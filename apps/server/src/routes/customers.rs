use axum::extract::rejection::PathRejection;
use axum::extract::{Path, State};
use axum::routing::get;
use axum::{Json, Router};

use crate::auth::AuthCaller;
use crate::error::ApiResult;
use crate::AppState;
use tally_checkout::CustomerLoyalty;

pub fn router() -> Router<AppState> {
    Router::new().route("/customers/{customer_id}/loyalty", get(customer_loyalty))
}

async fn customer_loyalty(
    State(state): State<AppState>,
    AuthCaller(caller): AuthCaller,
    customer_id: Result<Path<i64>, PathRejection>,
) -> ApiResult<Json<CustomerLoyalty>> {
    let Path(customer_id) = customer_id?;
    Ok(Json(state.loyalty.customer_loyalty(&caller, customer_id).await?))
}
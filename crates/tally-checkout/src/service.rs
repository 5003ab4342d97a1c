//! # Checkout Service
//!
//! Commits sales and refunds them. Each operation is one SQLite write
//! transaction; nothing it does is visible until the whole of it commits.
//!
//! ## Commit Stages
//! ```text
//! ┌─────────────────────────────────────────────────────────────────────────┐
//! │  Received ──► Validated ──► Deduplicated ──► StockReserved             │
//! │     │            │               │                 │                    │
//! │     │            │               │                 ▼                    │
//! │     │            │               │            Persisted ──► LoyaltyApplied
//! │     │            │               │                                │     │
//! │     ▼            ▼               ▼                                ▼     │
//! │  Rejected ◄──────┴───────────────┘                          Committed  │
//! │                                                                         │
//! │  Received → Validated       capability, branch scope, cart shape        │
//! │  Validated → Deduplicated   idempotency key (replay ends here)          │
//! │  → StockReserved            price snapshot, totals, conditional UPDATE  │
//! │  → Persisted                sale number, sale row, item rows            │
//! │  → LoyaltyApplied           points + lifetime purchases                 │
//! │  → Committed                receipt stored under the key, COMMIT        │
//! └─────────────────────────────────────────────────────────────────────────┘
//! ```
//!
//! Everything from `Deduplicated` on happens inside one transaction. A
//! failure at any later stage drops the transaction, which rolls back the
//! stock decrement and its OUT movements with it.
//!
//! ## Detached Commits
//! The transaction runs in a spawned task. The caller waits at most
//! `commit_timeout`; if that runs out the task keeps going and the caller
//! is told either the committed receipt (if the key already landed) or
//! `CommitPending`.
//!
//! ## Lock Contention
//! `SQLITE_BUSY` after the pool's busy timeout restarts the whole
//! transaction with exponential backoff, up to `max_attempts` in total.

use std::fmt;

use chrono::Utc;
use serde::{Deserialize, Serialize};
use tracing::{info, warn};
use ts_rs::TS;
use uuid::Uuid;

use crate::error::{CheckoutError, CheckoutResult};
use crate::retry::retry_busy;
use crate::settings::CheckoutSettings;
use tally_core::loyalty::{points_earned, reverse_points};
use tally_core::totals::{calculate_totals, PricedLine};
use tally_core::validation::{
    validate_cart_lines, validate_idempotency_key, validate_notes, validate_reason,
};
use tally_core::{
    Caller, Capability, CartLine, CoreError, DiscountRate, LoyaltyTransaction,
    LoyaltyTransactionType, PaymentMethod, PaymentStatus, Sale, SaleDetails, SaleItem,
    SaleReceipt, ValidationError,
};
use tally_db::{
    CatalogRepository, CustomerRepository, Database, IdempotencyCheck, IdempotencyRepository,
    SaleNumberRepository, SaleRepository, StockLedger, StockLine,
};
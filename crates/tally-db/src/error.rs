//! # Database Error Types
//!
//! Error types for database operations.
//!
//! ## Error Flow
//! ```text
//! ┌─────────────────────────────────────────────────────────────────────────┐
//! │                    Error Propagation                                    │
//! │                                                                         │
//! │  SQLite Error (sqlx::Error)          Business refusal (CoreError)      │
//! │       │                                   │                             │
//! │       ▼                                   ▼                             │
//! │  DbError (this module) ◄──────────── DbError::Rejected                 │
//! │       │                                                                 │
//! │       ▼                                                                 │
//! │  CheckoutError (tally-checkout) ← Busy / PoolExhausted are retried     │
//! │       │                                                                 │
//! │       ▼                                                                 │
//! │  ApiError (apps/server) ← Serialized as { code, message }              │
//! │                                                                         │
//! └─────────────────────────────────────────────────────────────────────────┘
//! ```

use tally_core::CoreError;
use thiserror::Error;

/// SQLITE_BUSY primary result code.
const SQLITE_BUSY: i32 = 5;
/// SQLITE_LOCKED primary result code.
const SQLITE_LOCKED: i32 = 6;

/// Database operation errors.
///
/// These errors wrap sqlx errors and provide additional context
/// for debugging and user feedback.
#[derive(Debug, Error)]
pub enum DbError {
    /// Entity not found in database.
    #[error("{entity} not found: {id}")]
    NotFound { entity: String, id: String },

    /// Unique constraint violation.
    ///
    /// ## When This Occurs
    /// - Duplicate sale number
    /// - Second OUT movement for the same sale item
    #[error("Duplicate {field}: '{value}' already exists")]
    UniqueViolation { field: String, value: String },

    /// Foreign key constraint violation.
    #[error("Foreign key violation: {message}")]
    ForeignKeyViolation { message: String },

    /// Another writer holds the database lock and busy_timeout ran out.
    ///
    /// ## When This Occurs
    /// - Many tills committing at once on a slow disk
    /// - A long-running external writer
    #[error("Database busy: {0}")]
    Busy(String),

    /// Database connection failed.
    #[error("Connection failed: {0}")]
    ConnectionFailed(String),

    /// Migration failed.
    #[error("Migration failed: {0}")]
    MigrationFailed(String),

    /// Query execution failed.
    #[error("Query failed: {0}")]
    QueryFailed(String),

    /// Transaction failed.
    #[error("Transaction failed: {0}")]
    TransactionFailed(String),

    /// Pool exhausted (all connections in use).
    #[error("Connection pool exhausted")]
    PoolExhausted,

    /// A business rule refused the write. Nothing was persisted.
    #[error(transparent)]
    Rejected(#[from] CoreError),

    /// Internal database error.
    #[error("Internal database error: {0}")]
    Internal(String),
}

impl DbError {
    /// Creates a NotFound error for a given entity type and ID.
    pub fn not_found(entity: impl Into<String>, id: impl Into<String>) -> Self {
        DbError::NotFound {
            entity: entity.into(),
            id: id.into(),
        }
    }

    /// Creates a UniqueViolation error.
    pub fn duplicate(field: impl Into<String>, value: impl Into<String>) -> Self {
        DbError::UniqueViolation {
            field: field.into(),
            value: value.into(),
        }
    }

    /// True for failures that may succeed if the whole transaction is retried.
    pub fn is_transient(&self) -> bool {
        matches!(self, DbError::Busy(_) | DbError::PoolExhausted)
    }
}

/// Convert sqlx errors to DbError.
///
/// ## Error Mapping
/// ```text
/// sqlx::Error::RowNotFound    → DbError::NotFound
/// sqlx::Error::Database       → BUSY/LOCKED → Busy, else by constraint type
/// sqlx::Error::PoolTimedOut   → DbError::PoolExhausted
/// Other                       → DbError::Internal
/// ```
impl From<sqlx::Error> for DbError {
    fn from(err: sqlx::Error) -> Self {
        match err {
            sqlx::Error::RowNotFound => DbError::NotFound {
                entity: "Record".to_string(),
                id: "unknown".to_string(),
            },

            sqlx::Error::Database(db_err) => {
                let msg = db_err.message();

                // Extended codes carry the primary code in the low byte
                let primary = db_err
                    .code()
                    .and_then(|c| c.parse::<i32>().ok())
                    .map(|c| c & 0xff);

                if matches!(primary, Some(SQLITE_BUSY) | Some(SQLITE_LOCKED))
                    || msg.contains("database is locked")
                {
                    DbError::Busy(msg.to_string())
                } else if msg.contains("UNIQUE constraint failed") {
                    // "UNIQUE constraint failed: <table>.<column>"
                    let field = msg
                        .split("UNIQUE constraint failed: ")
                        .nth(1)
                        .unwrap_or("unknown")
                        .to_string();
                    DbError::UniqueViolation {
                        field,
                        value: "unknown".to_string(),
                    }
                } else if msg.contains("FOREIGN KEY constraint failed") {
                    DbError::ForeignKeyViolation {
                        message: msg.to_string(),
                    }
                } else {
                    DbError::QueryFailed(msg.to_string())
                }
            }

            sqlx::Error::PoolTimedOut => DbError::PoolExhausted,

            sqlx::Error::PoolClosed => DbError::ConnectionFailed("Pool is closed".to_string()),

            _ => DbError::Internal(err.to_string()),
        }
    }
}

impl From<sqlx::migrate::MigrateError> for DbError {
    fn from(err: sqlx::migrate::MigrateError) -> Self {
        DbError::MigrationFailed(err.to_string())
    }
}

impl From<serde_json::Error> for DbError {
    fn from(err: serde_json::Error) -> Self {
        DbError::Internal(format!("stored response is not valid JSON: {err}"))
    }
}

/// Result type for database operations.
pub type DbResult<T> = Result<T, DbError>;

// =============================================================================
// Unit Tests
// =============================================================================

#[cfg(test)]
mod tests {
    use super::*;

    #[test]
    fn test_transient_classification() {
        assert!(DbError::Busy("database is locked".into()).is_transient());
        assert!(DbError::PoolExhausted.is_transient());
        assert!(!DbError::not_found("Sale", "x").is_transient());
        assert!(!DbError::Rejected(CoreError::ProductNotFound(1)).is_transient());
    }

    #[test]
    fn test_rejected_is_transparent() {
        let err = DbError::from(CoreError::BranchNotFound(4));
        assert_eq!(err.to_string(), "Branch not found: 4");
    }

    #[test]
    fn test_pool_timeout_maps_to_exhausted() {
        assert!(matches!(
            DbError::from(sqlx::Error::PoolTimedOut),
            DbError::PoolExhausted
        ));
    }
}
.....
YOUR TASK
The answer must consist of every line above that contains the word "migrate".

COMPLETED EXERCISE
impl From<sqlx::migrate::MigrateError> for DbError {
    fn from(err: sqlx::migrate::MigrateError) -> Self {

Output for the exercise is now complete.